Segment Open
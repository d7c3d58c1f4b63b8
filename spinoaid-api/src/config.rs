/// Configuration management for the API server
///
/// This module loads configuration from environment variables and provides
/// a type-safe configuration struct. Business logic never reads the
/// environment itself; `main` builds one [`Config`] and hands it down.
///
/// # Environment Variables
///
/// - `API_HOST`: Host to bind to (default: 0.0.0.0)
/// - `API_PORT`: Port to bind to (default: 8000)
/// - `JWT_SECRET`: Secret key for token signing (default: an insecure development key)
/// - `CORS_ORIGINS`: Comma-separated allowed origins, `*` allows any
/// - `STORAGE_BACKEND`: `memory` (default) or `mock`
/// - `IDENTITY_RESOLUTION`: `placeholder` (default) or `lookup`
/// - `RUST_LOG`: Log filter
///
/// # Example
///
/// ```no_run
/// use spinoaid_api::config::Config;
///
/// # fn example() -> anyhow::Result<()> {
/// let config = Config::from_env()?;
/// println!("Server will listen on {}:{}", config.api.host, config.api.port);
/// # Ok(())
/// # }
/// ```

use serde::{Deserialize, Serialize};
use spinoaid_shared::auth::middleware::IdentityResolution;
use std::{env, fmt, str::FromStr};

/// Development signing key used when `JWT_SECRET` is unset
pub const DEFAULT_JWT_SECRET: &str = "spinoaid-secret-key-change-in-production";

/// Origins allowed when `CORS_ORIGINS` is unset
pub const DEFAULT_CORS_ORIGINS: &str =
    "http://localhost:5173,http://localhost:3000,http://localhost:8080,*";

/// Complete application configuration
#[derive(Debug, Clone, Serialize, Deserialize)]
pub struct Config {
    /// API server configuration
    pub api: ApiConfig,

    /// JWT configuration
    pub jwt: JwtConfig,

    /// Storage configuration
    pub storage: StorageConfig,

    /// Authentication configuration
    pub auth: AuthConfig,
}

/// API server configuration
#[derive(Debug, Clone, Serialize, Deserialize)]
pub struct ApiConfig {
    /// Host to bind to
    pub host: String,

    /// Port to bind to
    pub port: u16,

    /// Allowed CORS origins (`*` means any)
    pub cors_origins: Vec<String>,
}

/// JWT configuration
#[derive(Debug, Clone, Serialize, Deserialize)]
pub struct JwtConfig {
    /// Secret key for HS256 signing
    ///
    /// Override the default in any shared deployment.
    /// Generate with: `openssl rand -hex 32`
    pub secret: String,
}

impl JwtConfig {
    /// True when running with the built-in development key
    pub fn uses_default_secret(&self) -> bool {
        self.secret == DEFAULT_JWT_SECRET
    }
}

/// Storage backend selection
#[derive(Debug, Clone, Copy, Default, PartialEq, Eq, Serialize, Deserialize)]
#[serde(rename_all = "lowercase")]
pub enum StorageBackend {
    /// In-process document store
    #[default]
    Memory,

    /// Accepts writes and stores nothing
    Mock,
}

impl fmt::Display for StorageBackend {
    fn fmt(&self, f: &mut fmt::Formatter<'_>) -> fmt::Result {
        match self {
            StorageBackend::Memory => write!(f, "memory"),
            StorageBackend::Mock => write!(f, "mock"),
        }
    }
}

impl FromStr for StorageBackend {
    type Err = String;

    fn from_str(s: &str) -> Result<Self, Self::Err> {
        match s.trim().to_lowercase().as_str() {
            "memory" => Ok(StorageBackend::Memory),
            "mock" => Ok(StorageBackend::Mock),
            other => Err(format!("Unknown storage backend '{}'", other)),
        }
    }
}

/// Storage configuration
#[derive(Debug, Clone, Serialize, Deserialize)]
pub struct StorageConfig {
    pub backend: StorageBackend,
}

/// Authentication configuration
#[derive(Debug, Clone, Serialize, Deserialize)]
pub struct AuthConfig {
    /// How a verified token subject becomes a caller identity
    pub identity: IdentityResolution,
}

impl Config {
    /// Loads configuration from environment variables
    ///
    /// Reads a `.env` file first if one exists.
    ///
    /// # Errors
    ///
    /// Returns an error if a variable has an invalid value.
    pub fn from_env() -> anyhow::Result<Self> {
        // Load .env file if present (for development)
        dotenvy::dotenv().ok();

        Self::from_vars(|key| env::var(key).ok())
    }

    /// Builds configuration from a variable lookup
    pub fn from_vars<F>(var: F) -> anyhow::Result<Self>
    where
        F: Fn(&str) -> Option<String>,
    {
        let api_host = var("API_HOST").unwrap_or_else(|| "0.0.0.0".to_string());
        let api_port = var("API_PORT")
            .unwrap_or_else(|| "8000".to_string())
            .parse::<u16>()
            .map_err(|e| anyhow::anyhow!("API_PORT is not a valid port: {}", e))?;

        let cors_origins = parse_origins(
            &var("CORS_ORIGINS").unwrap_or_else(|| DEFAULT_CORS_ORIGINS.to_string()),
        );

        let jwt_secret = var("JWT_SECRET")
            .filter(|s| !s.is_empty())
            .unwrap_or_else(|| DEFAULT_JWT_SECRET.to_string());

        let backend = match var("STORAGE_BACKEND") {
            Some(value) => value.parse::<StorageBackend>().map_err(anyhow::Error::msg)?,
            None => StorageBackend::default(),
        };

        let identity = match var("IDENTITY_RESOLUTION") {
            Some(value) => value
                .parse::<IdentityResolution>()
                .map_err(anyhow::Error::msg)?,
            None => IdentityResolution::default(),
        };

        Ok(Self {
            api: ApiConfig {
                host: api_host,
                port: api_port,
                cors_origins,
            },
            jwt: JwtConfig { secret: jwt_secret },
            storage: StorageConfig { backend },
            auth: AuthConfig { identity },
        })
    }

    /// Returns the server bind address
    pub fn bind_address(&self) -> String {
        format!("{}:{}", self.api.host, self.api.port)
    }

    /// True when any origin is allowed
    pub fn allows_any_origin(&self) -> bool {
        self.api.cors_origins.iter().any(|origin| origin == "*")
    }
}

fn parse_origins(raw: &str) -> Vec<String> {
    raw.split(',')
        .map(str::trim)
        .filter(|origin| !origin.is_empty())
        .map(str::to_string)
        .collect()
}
Segment Closed
Segment Open
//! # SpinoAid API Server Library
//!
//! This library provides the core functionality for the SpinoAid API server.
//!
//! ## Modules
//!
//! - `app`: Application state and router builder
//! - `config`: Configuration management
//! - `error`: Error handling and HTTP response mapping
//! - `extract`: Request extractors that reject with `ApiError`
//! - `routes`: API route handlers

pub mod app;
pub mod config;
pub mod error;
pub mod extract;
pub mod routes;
Segment Closed
§ PROBLEM STATEMENT:
Using the entries above, give again exactly the lines from the line holding "repository d7c3d58c1f4b63b8" through the line holding "Development signing key". Include both end lines and nothing else.

§ EXERCISE OUTPUT:
repository d7c3d58c1f4b63b8
filename spinoaid-api/src/config.rs
/// Configuration management for the API server
///
/// This module loads configuration from environment variables and provides
/// a type-safe configuration struct. Business logic never reads the
/// environment itself; `main` builds one [`Config`] and hands it down.
///
/// # Environment Variables
///
/// - `API_HOST`: Host to bind to (default: 0.0.0.0)
/// - `API_PORT`: Port to bind to (default: 8000)
/// - `JWT_SECRET`: Secret key for token signing (default: an insecure development key)
/// - `CORS_ORIGINS`: Comma-separated allowed origins, `*` allows any
/// - `STORAGE_BACKEND`: `memory` (default) or `mock`
/// - `IDENTITY_RESOLUTION`: `placeholder` (default) or `lookup`
/// - `RUST_LOG`: Log filter
///
/// # Example
///
/// ```no_run
/// use spinoaid_api::config::Config;
///
/// # fn example() -> anyhow::Result<()> {
/// let config = Config::from_env()?;
/// println!("Server will listen on {}:{}", config.api.host, config.api.port);
/// # Ok(())
/// # }
/// ```

use serde::{Deserialize, Serialize};
use spinoaid_shared::auth::middleware::IdentityResolution;
use std::{env, fmt, str::FromStr};

/// Development signing key used when `JWT_SECRET` is unset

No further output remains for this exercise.